= Task prompt =
Among the entries that follow, count the lines that contain the word "first" and say how many there are, writing nothing else.

Records from a dataset:
[Start of section]
use std::rc::Rc;

use crate::error;
use crate::value::Value;

use super::core::iterable;
use super::iter::ItemIter;
use super::Sequence;

impl Sequence {
    // this sequence followed by the others, as one shared list of operands
    fn with_others(
        &self,
        others: impl IntoIterator<Item = impl Into<Sequence>>,
    ) -> Rc<[Sequence]> {
        std::iter::once(self.clone())
            .chain(others.into_iter().map(Into::into))
            .collect()
    }

    /// Tuples of the elements at the same position in this sequence and
    /// each of `others`. Stops with the shortest operand.
    pub fn zip(&self, others: impl IntoIterator<Item = impl Into<Sequence>>) -> Sequence {
        let sequences = self.with_others(others);
        Sequence::derived("zip", move || {
            let mut iters = sequences.iter().map(Sequence::iter).collect::<Vec<_>>();
            std::iter::from_fn(move || {
                let mut tuple = Vec::with_capacity(iters.len());
                for iter in &mut iters {
                    match iter.next()? {
                        Ok(value) => tuple.push(value),
                        Err(e) => return Some(Err(e)),
                    }
                }
                Some(Ok(Value::list(tuple)))
            })
        })
    }

    /// Like [`Sequence::zip`], applying `f` to every tuple.
    pub fn zip_with<F>(
        &self,
        f: F,
        others: impl IntoIterator<Item = impl Into<Sequence>>,
    ) -> Sequence
    where
        F: Fn(&[Value]) -> Value + 'static,
    {
        self.zip(others).map_apply(f)
    }

    /// The cartesian product of this sequence and `others`, as tuples.
    ///
    /// The last operand varies fastest; every operand but the first is
    /// iterated again for each combination of the operands before it.
    pub fn product(&self, others: impl IntoIterator<Item = impl Into<Sequence>>) -> Sequence {
        let sequences = self.with_others(others);
        Sequence::derived("product", move || Product::new(sequences.clone()))
    }

    /// This sequence followed by each of `others`.
    pub fn chain(&self, others: impl IntoIterator<Item = impl Into<Sequence>>) -> Sequence {
        let sequences = self.with_others(others);
        Sequence::derived("chain", move || {
            let sequences = sequences.clone();
            (0..sequences.len()).flat_map(move |i| sequences[i].iter())
        })
    }

    /// Expand every element that is a source of its own in place, one level
    /// deep: lists, text, maps and sequences. Elements that would only be
    /// singleton sources, and `Null`, pass through as they are.
    pub fn flatten(&self) -> Sequence {
        let parent = self.clone();
        Sequence::derived("flatten", move || {
            parent.iter().flat_map(|item| match item {
                Ok(Value::Null) => ItemIter::new(std::iter::once(Ok(Value::Null))),
                // a singleton source yields the element itself
                Ok(value) => match iterable(value) {
                    Ok(sequence) => sequence.iter(),
                    Err(e) => ItemIter::failing(e),
                },
                Err(e) => ItemIter::failing(e),
            })
        })
    }
}

// An odometer over the operands of a product: one pull-function and one
// current element per operand.
struct Product {
    sequences: Rc<[Sequence]>,
    iters: Vec<ItemIter>,
    current: Vec<Value>,
    started: bool,
}

impl Product {
    fn new(sequences: Rc<[Sequence]>) -> Self {
        Self {
            iters: Vec::with_capacity(sequences.len()),
            current: Vec::with_capacity(sequences.len()),
            sequences,
            started: false,
        }
    }

    // Restart every operand from `from` onwards and take its first element.
    // `None` means one of them is empty.
    fn restart(&mut self, from: usize) -> Option<error::Result<()>> {
        self.iters.truncate(from);
        self.current.truncate(from);
        for sequence in &self.sequences[from..] {
            let mut iter = sequence.iter();
            match iter.next()? {
                Ok(value) => self.current.push(value),
                Err(e) => return Some(Err(e)),
            }
            self.iters.push(iter);
        }
        Some(Ok(()))
    }

    fn advance(&mut self) -> Option<error::Result<()>> {
        for position in (0..self.iters.len()).rev() {
            match self.iters[position].next() {
                Some(Ok(value)) => {
                    self.current[position] = value;
                    return self.restart(position + 1);
                }
                Some(Err(e)) => return Some(Err(e)),
                None => continue,
            }
        }
        None
    }
}

impl Iterator for Product {
    type Item = error::Result<Value>;

    fn next(&mut self) -> Option<Self::Item> {
        let step = if self.started {
            self.advance()
        } else {
            self.started = true;
            self.restart(0)
        };
        match step? {
            Ok(()) => Some(Ok(Value::list(self.current.iter().cloned()))),
            Err(e) => Some(Err(e)),
        }
    }
}

#[cfg(test)]
mod tests {
    use crate::value::Map;

    use super::*;

    fn joined(sequence: &Sequence) -> String {
        sequence
            .map(|tuple, _| Value::from(tuple.to_string().replace(',', "")))
            .join(" ")
            .unwrap()
    }

    #[test]
    fn test_product_of_three() {
        let product = Sequence::from("01").product(["ab", "xy"]);
        assert_eq!(
            joined(&product),
            "0ax 0ay 0bx 0by 1ax 1ay 1bx 1by"
        );
    }

    #[test]
    fn test_product_with_empty_middle() {
        let product = Sequence::from("01").product(["", "xy"]);
        assert_eq!(product.count(), Ok(0));
    }

    #[test]
    fn test_product_is_restartable() {
        let product = Sequence::from("01").product(["ab"]);
        assert_eq!(joined(&product), joined(&product));
    }

    #[test]
    fn test_zip_of_one() {
        let zipped = Sequence::from("ab").zip(Vec::<Sequence>::new());
        assert_eq!(
            zipped.to_vec(),
            Ok(vec![Value::list(["a"]), Value::list(["b"])])
        );
    }

    #[test]
    fn test_flatten_expands_text() {
        let sequence = Sequence::from(vec![Value::from("ab"), Value::from(1)]);
        assert_eq!(
            sequence.flatten().to_vec(),
            Ok(vec![Value::from("a"), Value::from("b"), Value::from(1)])
        );
    }

    #[test]
    fn test_flatten_expands_maps_into_pairs() {
        let map = Map::from_entries([("x", 1)]);
        let sequence = Sequence::from(vec![Value::from(map), Value::list([2])]);
        assert_eq!(
            sequence.flatten().to_vec(),
            Ok(vec![
                Value::list([Value::from("x"), Value::from(1)]),
                Value::from(2),
            ])
        );
    }

    #[test]
    fn test_flatten_passes_scalars_and_null() {
        let sequence = Sequence::from(vec![Value::from(true), Value::Null, Value::from(1.5)]);
        assert_eq!(
            sequence.flatten().to_vec(),
            Ok(vec![Value::from(true), Value::Null, Value::from(1.5)])
        );
    }

    #[test]
    fn test_flatten_expands_nested_sequences() {
        let sequence = Sequence::from(vec![Sequence::range(2), Sequence::range_from(5, 6)]);
        assert_eq!(
            sequence.flatten().to_vec(),
            Ok(vec![Value::from(0), Value::from(1), Value::from(5)])
        );
    }
}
[End of section]
= Result for this exercise =
2